E infine la salvezza mentre veniva recuperato dai nostri che urlavano concitatamente mentre lo riportavano al sicuro nella base.

Chi poteva sapere se si sarebbe mai ripreso…

 

Aaaa-ttenti!”

 

Il sergente Hauc era arrivato.

Sarebbe stata una questione di attimi e poi il successivo plotone, il nostro, sarebbe sceso sul campo sotto la sua guida.

Sperava di avere maggior fortuna.

Nessuno di noi parlava, ciascuno impegnato a prepararsi per la battaglia, solo con i propri ricordi e con le proprie paure.

Incubi preventivi ad amplificare il timore di quel che ci aspettava là fuori contro quegli alieni giganti.

Lo sapevamo fin troppo bene: la situazione era disperata.

Poche le possibilità di sopravvivenza.

Dovevamo resistere, e sacrificarci per guadagnare tempo fino all'arrivo dei rinforzi.

“Bastardi alieni giganti!”, imprecò Hauc sputando per terra.

 

Il montacarichi si posizionò di fronte a noi.

Seguendo gli ordini del sergente ci disponemmo in formazione.

Io ero nelle retrovie mentre ad altri il privilegio di stare nelle prime linee dello schieramento a triangolo.

Privilegio, tsk, un biglietto di prima classe per l'aldilà vinto alla lotteria della sfiga…

Erano i primi a fronteggiare l'inferno.

Lo sapevano.

Ma non potevano farci niente: quegli gli ordini, quello il loro destino.

 

Il montacarichi entrò in funzione portandoci sempre più vicini all'uscita della nostra base.

La tensione nell'aria era palpabile.

Nessuno di noi parlava più.

Jim estrasse un simbolo sacro che teneva sotto la sua uniforme bianca, lo baciò chiudendo gli occhi e stringendolo forte tra le mani confidando nel suo credo.

Qualcun altro invece tremava oppure c'era chi se la faceva addosso.

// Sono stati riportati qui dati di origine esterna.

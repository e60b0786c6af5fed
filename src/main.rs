use clap::Parser;

use text_guard::cli::{Cli, Commands};
use text_guard::commands::{run_check, run_init, run_rules};

fn main() {
    let cli = Cli::parse();

    env_logger::Builder::from_env(env_logger::Env::default().default_filter_or(cli.log_level()))
        .init();

    let exit_code = match &cli.command {
        Commands::Check(args) => run_check(args, &cli),
        Commands::Init(args) => run_init(args),
        Commands::Rules(args) => run_rules(args, &cli),
    };

    std::process::exit(exit_code);
}
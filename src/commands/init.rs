use std::fs;

use crate::{EXIT_CONFIG_ERROR, EXIT_SUCCESS, Result, TextGuardError};

#[must_use]
pub fn run_init(args: &crate::cli::InitArgs) -> i32 {
    match run_init_impl(args) {
        Ok(()) => EXIT_SUCCESS,
        Err(e) => {
            eprintln!("Error: {e}");
            EXIT_CONFIG_ERROR
        }
    }
}

/// Write a starter configuration file.
///
/// # Errors
/// Returns an error if the file already exists (without --force) or cannot be written.
pub fn run_init_impl(args: &crate::cli::InitArgs) -> Result<()> {
    let output_path = &args.output;

    if output_path.exists() && !args.force {
        return Err(TextGuardError::Config(format!(
            "Configuration file already exists: {}. Use --force to overwrite.",
            output_path.display()
        )));
    }

    fs::write(output_path, generate_config_template())?;

    println!("Created configuration file: {}", output_path.display());
    Ok(())
}

#[must_use]
pub fn generate_config_template() -> String {
    r#"# text-guard configuration file

# Project key matched by each rule's `skip_project_keys`.
# Defaults to the name of the scanned directory; --project-key overrides it.
# project_key = "com.mycorp.projectA:service"

# Repository name shown in front of every rule key (default: "text")
repository = "text"

[scanner]
# File suffixes to scan when walking directories (default: properties, txt).
# Files named explicitly on the command line are always scanned.
suffixes = ["properties", "txt"]

# Glob patterns to skip entirely
exclude = ["**/target/**", "**/.git/**"]

# Every rule needs a unique `key` and a `kind`:
#   simple                         regex per line, one issue per matching line
#   multiline                      regex over the whole file (. matches newlines), first match only
#   required-string                trigger present but must-exist absent in the same file
#   disallowed-if-match-elsewhere  report every disallowed match in the project
#   both-must-exist                trigger lines need the companion text somewhere in the project
#
# Common optional fields: message, file_pattern (Ant style, e.g. "**/*.properties"),
# skip_project_keys and skip_file_names (regexes that suppress the rule), enabled.

[[rules]]
key = "no-plaintext-password"
kind = "simple"
expression = "(?i)password\\s*=\\s*\\S+"
file_pattern = "**/*.properties"
message = "Plain text password"

# [[rules]]
# key = "java8-needs-foo-property"
# kind = "both-must-exist"
# trigger_expression = "<target>1\\.8</target>"
# trigger_file_pattern = "**/pom.xml"
# must_also_exist_expression = "-DFooProperty"
# must_also_exist_file_pattern = "**/setup-env.properties"
# message = "Building for Java 8 requires -DFooProperty in setup-env.properties"

# [[rules]]
# key = "no-jdk7-with-java8"
# kind = "disallowed-if-match-elsewhere"
# trigger_expression = "<target>1\\.8</target>"
# trigger_file_pattern = "**/pom.xml"
# disallow_expression = "JAVA_HOME=.*jdk1\\.7.*"
# disallow_file_pattern = "**/*.properties"
# line_by_line = true
"#
    .to_string()
}

#[cfg(test)]
#[path = "init_tests.rs"]
mod tests;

Jurgen non riuscì a trattenere lo stomaco e vomitò di fuori la propria tensione. Qualche spruzzo di vomito biancastro che cadde a terra e sulla spalla di Arun, di fronte a lui. Anche Arun quindi, per la tensione e quell'odore rancido, vomitò quel poco che aveva in stomaco sulla pensilina traballante.

Avevamo paura.

Anche Hauc, il nostro sergente.

Tutti.

 

Sbuuumm!

 

Nuovamente quel rumore, quei colpi.

Ma era più vicino questa volta.

Alla fine il montacarichi si fermò.

Era ora.

La sbarra di fronte a noi iniziò a sollevarsi lentamente lasciando filtrare la luce dandoci il benvenuto sul campo di battaglia.

“Coraggio ragazzi”, incitò Hauc nell'oscurità che lentamente schiariva.

Di fronte a noi, a qualche iarda di distanza, i nostri nemici vociavano, urlavano, saltavano.

Non avevano perso tempo quei maledetti giganti bastardi!

Uno dei loro proiettili già rotolava verso di noi attraversando a tutta velocità il campo liscio e privo di ostacoli che ci separava da loro.

“Rimanete compatti!”, lo stupido ordine impartito dal sergente pochi istanti prima dell'impatto.

Non c'era tempo di evacuare, nemmeno di schivare quel colpo micidiale: in quell'antro da poco venuto alla luce eravamo in trappola!

Il proiettile era su di noi ormai, minaccioso, un'enorme sfera striata di colore antracite e verde.

La morte ci veniva incontro rotolando.

E noi eravamo lì, tremanti e impauriti nelle nostre divise bianche, gli occhi che andavano ora al sergente ora a quell'immenso proiettile che ci stava piombando addosso in quegli attimi di puro terrore. Eterni.

 

Sbuuumm!

 

Il colpo li investì in pieno, spietato, violento.

Alcuni di loro volarono all'indietro, altri furono sbalzati di lato.

Nessuno rimase integro, nessuno sopravvisse per raccontare agli altri cosa fosse successo.

Fu un massacro, una lotta impari contro le armi di quei giganti alieni.

E mentre le ultime forze lo abbandonavano, mentre la vita gli passava dinnanzi da quando, verde, mise le prime foglie, per un attimo lui li osservò esultare.

“Strike”, fu l'unica cosa che li sentii mormorare nel loro insulso linguaggio.

Poi una sbarra scese a trascinarlo nell'oblio, a trasportarlo via da quel liscio campo di morte su cui molti erano caduti invano.

“Un altro strike!?”, nuovamente le loro voci, “Ormai sarai già oltre i 100 punti eh Bob? Sembri proprio fatto per il bowling tu!”